De création récente, l 'association "Habiter Paris", dont "Vivre le Marais !" est membre, est présidée par le Dr Bertrand Lukacs. Elle a pour premier objectif de défendre les parisiennes et parisiens des agressions sonores et des dérives nocturnes qui perturbent gravement leur vie quotidienne. Avec la "lettre ouverte" qui suit, adressée au Préfet de police et à la Maire de Paris, l'association propose une "feuille de route". Il est important que tous ceux qui subissent ces nuisances se fassent connaitre et apportent leurs témoignages. "Vivre le Marais !" est heureuse de diffuser cette lettre qui ouvre une voie nouvelle à la défense de la qualité de vie des parisiens :
Pour une politique ambitieuse de lutte contre le bruit
Lettre ouverte à Madame Hidalgo, aux prochains candidats à la Mairie de Paris,
à Monsieur le Préfet de Police de Paris
Nous demandons à l’équipe municipale de s’engager résolument dans une politique de lutte contre le bruit à Paris avec en priorité, le bruit la nuit.
Dans la perspective du Paris de demain, la lutte contre la pollution ne doit pas se limiter à la seule pollution atmosphérique, elle doit intégrer activement la lutte contre le bruit, deuxième pollution des villes (OMS), avec en priorité le bruit la nuit. Bien dormir la nuit n’est pas une simple question de confort, c’est une nécessité physiologique. Les effets délétères de la privation de sommeil, largement documentés aujourd’hui, sont régulièrement relayés par les médias. Il s’agit d’un enjeu de santé publique que plus personne, habitants comme autorités, ne peut ignorer. Très récemment, le 10 octobre, le bureau régional de l'Organisation mondiale de la santé (OMS) pour l'Europe a publié de nouvelles lignes directrices[i] relatives au bruit dans l'environnement et rappelé une nouvelle fois aux politiques combien il est important de mettre en place des politiques efficaces.

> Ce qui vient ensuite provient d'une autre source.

use farescout_core::geo::{distance_km, estimate_flight_minutes};
use farescout_shared::ScoredDestination;
use serde::{Deserialize, Serialize};

use crate::airports::Airport;
use crate::destination::Catalog;

/// Weights of the composite desirability score
#[derive(Debug, Clone, Serialize, Deserialize)]
pub struct ScoringConfig {
    /// Added when the distance falls strictly inside the sweet spot
    pub sweet_spot_bonus: f64,
    pub sweet_spot_min_km: f64,
    pub sweet_spot_max_km: f64,

    /// Subtracted when the estimated fare exceeds the budget
    pub over_budget_penalty: f64,

    /// Crude fare estimate, currency units per km
    pub price_per_km: f64,

    /// Fare estimate ceiling as a multiple of the budget
    pub budget_cap_ratio: f64,

    pub max_results: usize,
}

impl Default for ScoringConfig {
    fn default() -> Self {
        Self {
            sweet_spot_bonus: 0.1,
            sweet_spot_min_km: 500.0,
            sweet_spot_max_km: 3000.0,
            over_budget_penalty: 0.3,
            price_per_km: 0.15,
            budget_cap_ratio: 1.5,
            max_results: 20,
        }
    }
}

/// Ranks the catalog against an origin and budget
pub struct DestinationScorer {
    config: ScoringConfig,
}

impl DestinationScorer {
    pub fn new(config: ScoringConfig) -> Self {
        Self { config }
    }

    /// Returns at most `max_results` entries, best first. Entries farther than
    /// `max_distance_km` are dropped before ranking; ties keep catalog order.
    pub fn score(
        &self,
        catalog: &Catalog,
        origin: &Airport,
        budget_max: i32,
        max_distance_km: Option<f64>,
    ) -> Vec<ScoredDestination> {
        let budget = budget_max as f64;

        let mut scored: Vec<ScoredDestination> = catalog
            .destinations()
            .iter()
            .filter_map(|dest| {
                let distance = distance_km(
                    origin.latitude,
                    origin.longitude,
                    dest.latitude,
                    dest.longitude,
                );
                if matches!(max_distance_km, Some(max) if distance > max) {
                    return None;
                }

                Some(ScoredDestination {
                    destination: dest.clone(),
                    distance,
                    flight_duration: estimate_flight_minutes(distance),
                    score: self.composite_score(dest.uniqueness_score, distance, budget),
                })
            })
            .collect();

        // sort_by is stable
        scored.sort_by(|a, b| b.score.total_cmp(&a.score));
        scored.truncate(self.config.max_results);
        scored
    }

    fn composite_score(&self, uniqueness: f64, distance: f64, budget: f64) -> f64 {
        let cfg = &self.config;
        let mut score = uniqueness;

        if distance > cfg.sweet_spot_min_km && distance < cfg.sweet_spot_max_km {
            score += cfg.sweet_spot_bonus;
        }

        let estimated_price = (distance * cfg.price_per_km).min(budget * cfg.budget_cap_ratio);
        if estimated_price > budget {
            score -= cfg.over_budget_penalty;
        }

        score
    }
}

impl Default for DestinationScorer {
    fn default() -> Self {
        Self::new(ScoringConfig::default())
    }
}

#[cfg(test)]
mod tests {
    use super::*;
    use crate::airports::AirportDirectory;
    use proptest::prelude::*;

    fn cdg() -> Airport {
        AirportDirectory::embedded().unwrap().resolve("CDG").unwrap().clone()
    }

    fn codes(scored: &[ScoredDestination]) -> Vec<&str> {
        scored.iter().map(|s| s.destination.iata_code.as_str()).collect()
    }

    #[test]
    fn test_ranking_from_paris() {
        let catalog = Catalog::embedded().unwrap();
        let scored = DestinationScorer::default().score(&catalog, &cdg(), 300, None);

        assert_eq!(scored.len(), 20);
        assert_eq!(&codes(&scored)[..6], &["KIV", "SKP", "PDV", "CLJ", "LWO", "TIA"]);
        assert!((scored[0].score - 1.1).abs() < 1e-9);

        // Equal scores keep catalog order
        assert_eq!(&codes(&scored)[11..16], &["EVN", "TAS", "FRU", "ASU", "NOU"]);
    }

    #[test]
    fn test_over_budget_penalty() {
        let catalog = Catalog::embedded().unwrap();
        let scored = DestinationScorer::default().score(&catalog, &cdg(), 300, None);
        let evn = scored.iter().find(|s| s.destination.iata_code == "EVN").unwrap();
        // 3400 km: no sweet spot bonus, estimate capped at 450 > 300
        assert!((evn.score - 0.7).abs() < 1e-9);
        assert_eq!(evn.flight_duration, estimate_flight_minutes(evn.distance));
    }

    #[test]
    fn test_max_distance_excludes_far_entries() {
        let catalog = Catalog::embedded().unwrap();
        let scored = DestinationScorer::default().score(&catalog, &cdg(), 300, Some(1600.0));
        assert!(!scored.is_empty());
        assert!(scored.iter().all(|s| s.distance <= 1600.0));
        assert!(codes(&scored).contains(&"KTW"));
        assert!(!codes(&scored).contains(&"KIV"));
    }

    proptest! {
        #[test]
        fn prop_scores_capped_and_sorted(budget in 1i32..5000, max in proptest::option::of(100.0f64..20_000.0)) {
            let catalog = Catalog::embedded().unwrap();
            let scored = DestinationScorer::default().score(&catalog, &cdg(), budget, max);
            prop_assert!(scored.len() <= 20);
            for pair in scored.windows(2) {
                prop_assert!(pair[0].score >= pair[1].score);
            }
            if let Some(max) = max {
                prop_assert!(scored.iter().all(|s| s.distance <= max));
            }
        }
    }
}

A Paris, il y a urgence, car durant cette mandature, le niveau sonore de certains quartiers, certaines rues, certaines places, certains quais s’est très gravement dégradé rendant les nuits insupportables pour les habitants.
Nous comprenons qu’il soit important pour Paris de développer une politique de la nuit. Cette politique devrait être équilibrée : permettre le développement de nouvelles activités nocturnes tout en assurant une meilleure protection de la qualité du sommeil des habitants. C’est tout à fait possible, ces deux axes ne sont pas contradictoires. Certaines grandes villes européennes comme Rotterdam ou Genève parviennent à les concilier.
Force est de constater que la politique actuelle de la nuit privilégie de façon résolument asymétrique le développement de la vie festive nocturne sans régulation efficace pour le sommeil des habitants : non maîtrise des terrasses de café, musique amplifiée, occupation sauvage de l’espace public et augmentation considérable des incivilités, nuisances et accidents liés à l’hyper-alcoolisation et consommation d’autres substances. L’alcool désinhibe les comportements et est un puissant diurétique, aussi certaines rues se transforment la nuit en théâtres de vociférations incontrôlées et vastes pissotières à ciel ouvert. C’est insupportable pour les habitants et inacceptable car au delà des nuisances et des accidents, c’est laisser cette population souvent jeune devenir très vulnérable et se mettre elle-même en danger.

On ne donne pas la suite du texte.